**How to complete this task**
Each line below is to be copied out exactly, and none may be omitted.

------------------------------------------------------------------------

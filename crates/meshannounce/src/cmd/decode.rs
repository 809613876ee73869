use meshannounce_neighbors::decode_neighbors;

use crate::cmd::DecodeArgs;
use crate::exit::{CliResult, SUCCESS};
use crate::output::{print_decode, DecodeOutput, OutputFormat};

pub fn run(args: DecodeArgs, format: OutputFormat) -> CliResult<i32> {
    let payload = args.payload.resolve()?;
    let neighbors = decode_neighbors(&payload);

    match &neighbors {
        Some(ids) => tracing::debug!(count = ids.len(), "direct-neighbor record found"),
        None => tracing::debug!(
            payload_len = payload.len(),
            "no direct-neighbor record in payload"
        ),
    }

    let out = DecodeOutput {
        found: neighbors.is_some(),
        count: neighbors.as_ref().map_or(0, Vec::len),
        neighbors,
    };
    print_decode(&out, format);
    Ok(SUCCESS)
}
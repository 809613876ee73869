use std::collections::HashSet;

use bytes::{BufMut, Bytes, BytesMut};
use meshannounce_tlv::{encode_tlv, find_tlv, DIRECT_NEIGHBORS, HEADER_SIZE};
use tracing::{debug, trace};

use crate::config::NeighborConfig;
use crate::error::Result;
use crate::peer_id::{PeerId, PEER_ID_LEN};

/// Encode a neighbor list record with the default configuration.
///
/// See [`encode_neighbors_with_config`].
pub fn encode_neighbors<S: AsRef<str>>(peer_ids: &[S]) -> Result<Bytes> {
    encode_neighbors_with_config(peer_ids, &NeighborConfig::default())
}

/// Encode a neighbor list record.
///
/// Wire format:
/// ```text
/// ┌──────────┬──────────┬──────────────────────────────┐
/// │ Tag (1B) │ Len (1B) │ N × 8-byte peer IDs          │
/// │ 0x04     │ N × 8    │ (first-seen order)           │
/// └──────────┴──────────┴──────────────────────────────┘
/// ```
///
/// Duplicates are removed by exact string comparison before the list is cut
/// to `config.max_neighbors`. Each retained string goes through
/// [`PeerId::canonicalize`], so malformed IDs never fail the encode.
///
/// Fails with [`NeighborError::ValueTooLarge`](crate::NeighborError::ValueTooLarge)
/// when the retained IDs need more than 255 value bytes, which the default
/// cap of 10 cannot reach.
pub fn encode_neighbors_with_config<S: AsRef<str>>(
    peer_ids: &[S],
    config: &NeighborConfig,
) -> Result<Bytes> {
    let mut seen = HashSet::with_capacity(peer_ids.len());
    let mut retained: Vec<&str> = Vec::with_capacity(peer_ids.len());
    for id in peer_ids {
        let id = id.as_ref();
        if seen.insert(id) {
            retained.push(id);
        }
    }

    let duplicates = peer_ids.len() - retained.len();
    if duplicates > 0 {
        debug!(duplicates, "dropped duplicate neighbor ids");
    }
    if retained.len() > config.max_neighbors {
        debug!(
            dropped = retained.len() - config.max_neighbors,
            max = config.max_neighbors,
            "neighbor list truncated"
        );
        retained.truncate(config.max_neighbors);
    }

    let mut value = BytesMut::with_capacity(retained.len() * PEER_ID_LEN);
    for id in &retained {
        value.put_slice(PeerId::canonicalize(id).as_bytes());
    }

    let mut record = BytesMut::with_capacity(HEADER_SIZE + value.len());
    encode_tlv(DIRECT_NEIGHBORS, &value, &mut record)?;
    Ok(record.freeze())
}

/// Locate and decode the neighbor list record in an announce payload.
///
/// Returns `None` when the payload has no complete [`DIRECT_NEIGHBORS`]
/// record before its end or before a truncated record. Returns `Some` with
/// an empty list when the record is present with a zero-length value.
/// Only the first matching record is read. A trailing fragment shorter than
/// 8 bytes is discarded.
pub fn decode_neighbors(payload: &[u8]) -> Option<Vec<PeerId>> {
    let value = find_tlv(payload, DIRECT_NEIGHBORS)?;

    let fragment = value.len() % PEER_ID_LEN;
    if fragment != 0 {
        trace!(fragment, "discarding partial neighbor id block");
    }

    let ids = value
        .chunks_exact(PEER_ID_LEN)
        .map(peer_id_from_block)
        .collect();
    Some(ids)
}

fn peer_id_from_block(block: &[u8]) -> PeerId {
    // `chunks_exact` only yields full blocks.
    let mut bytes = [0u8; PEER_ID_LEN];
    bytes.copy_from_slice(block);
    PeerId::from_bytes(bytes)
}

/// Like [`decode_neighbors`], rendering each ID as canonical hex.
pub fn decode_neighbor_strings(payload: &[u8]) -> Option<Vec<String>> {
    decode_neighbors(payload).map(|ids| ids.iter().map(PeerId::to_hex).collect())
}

------------------------------------------------------------------------

**Solution to this exercise**
filename crates/meshannounce/src/cmd/decode.rs
repository 809613876ee73869
use meshannounce_neighbors::decode_neighbors;

use crate::cmd::DecodeArgs;
use crate::exit::{CliResult, SUCCESS};
use crate::output::{print_decode, DecodeOutput, OutputFormat};

pub fn run(args: DecodeArgs, format: OutputFormat) -> CliResult<i32> {
    let payload = args.payload.resolve()?;
    let neighbors = decode_neighbors(&payload);

    match &neighbors {
        Some(ids) => tracing::debug!(count = ids.len(), "direct-neighbor record found"),
        None => tracing::debug!(
            payload_len = payload.len(),
            "no direct-neighbor record in payload"
        ),
    }

    let out = DecodeOutput {
        found: neighbors.is_some(),
        count: neighbors.as_ref().map_or(0, Vec::len),
        neighbors,
    };
    print_decode(&out, format);
    Ok(SUCCESS)
}
repository 809613876ee73869
use std::collections::HashSet;

use bytes::{BufMut, Bytes, BytesMut};
use meshannounce_tlv::{encode_tlv, find_tlv, DIRECT_NEIGHBORS, HEADER_SIZE};
use tracing::{debug, trace};

use crate::config::NeighborConfig;
use crate::error::Result;
use crate::peer_id::{PeerId, PEER_ID_LEN};

/// Encode a neighbor list record with the default configuration.
///
/// See [`encode_neighbors_with_config`].
pub fn encode_neighbors<S: AsRef<str>>(peer_ids: &[S]) -> Result<Bytes> {
    encode_neighbors_with_config(peer_ids, &NeighborConfig::default())
}

/// Encode a neighbor list record.
///
/// Wire format:
/// ```text
/// ┌──────────┬──────────┬──────────────────────────────┐
/// │ Tag (1B) │ Len (1B) │ N × 8-byte peer IDs          │
/// │ 0x04     │ N × 8    │ (first-seen order)           │
/// └──────────┴──────────┴──────────────────────────────┘
/// ```
///
/// Duplicates are removed by exact string comparison before the list is cut
/// to `config.max_neighbors`. Each retained string goes through
/// [`PeerId::canonicalize`], so malformed IDs never fail the encode.
///
/// Fails with [`NeighborError::ValueTooLarge`](crate::NeighborError::ValueTooLarge)
/// when the retained IDs need more than 255 value bytes, which the default
/// cap of 10 cannot reach.
pub fn encode_neighbors_with_config<S: AsRef<str>>(
    peer_ids: &[S],
    config: &NeighborConfig,
) -> Result<Bytes> {
    let mut seen = HashSet::with_capacity(peer_ids.len());
    let mut retained: Vec<&str> = Vec::with_capacity(peer_ids.len());
    for id in peer_ids {
        let id = id.as_ref();
        if seen.insert(id) {
            retained.push(id);
        }
    }

    let duplicates = peer_ids.len() - retained.len();
    if duplicates > 0 {
        debug!(duplicates, "dropped duplicate neighbor ids");
    }
    if retained.len() > config.max_neighbors {
        debug!(
            dropped = retained.len() - config.max_neighbors,
            max = config.max_neighbors,
            "neighbor list truncated"
        );
        retained.truncate(config.max_neighbors);
    }

    let mut value = BytesMut::with_capacity(retained.len() * PEER_ID_LEN);
    for id in &retained {
        value.put_slice(PeerId::canonicalize(id).as_bytes());
    }

    let mut record = BytesMut::with_capacity(HEADER_SIZE + value.len());
    encode_tlv(DIRECT_NEIGHBORS, &value, &mut record)?;
    Ok(record.freeze())
}

/// Locate and decode the neighbor list record in an announce payload.
///
/// Returns `None` when the payload has no complete [`DIRECT_NEIGHBORS`]
/// record before its end or before a truncated record. Returns `Some` with
/// an empty list when the record is present with a zero-length value.
/// Only the first matching record is read. A trailing fragment shorter than
/// 8 bytes is discarded.
pub fn decode_neighbors(payload: &[u8]) -> Option<Vec<PeerId>> {
    let value = find_tlv(payload, DIRECT_NEIGHBORS)?;

    let fragment = value.len() % PEER_ID_LEN;
    if fragment != 0 {
        trace!(fragment, "discarding partial neighbor id block");
    }

    let ids = value
        .chunks_exact(PEER_ID_LEN)
        .map(peer_id_from_block)
        .collect();
    Some(ids)
}

fn peer_id_from_block(block: &[u8]) -> PeerId {
    // `chunks_exact` only yields full blocks.
    let mut bytes = [0u8; PEER_ID_LEN];
    bytes.copy_from_slice(block);
    PeerId::from_bytes(bytes)
}

/// Like [`decode_neighbors`], rendering each ID as canonical hex.
pub fn decode_neighbor_strings(payload: &[u8]) -> Option<Vec<String>> {
    decode_neighbors(payload).map(|ids| ids.iter().map(PeerId::to_hex).collect())
}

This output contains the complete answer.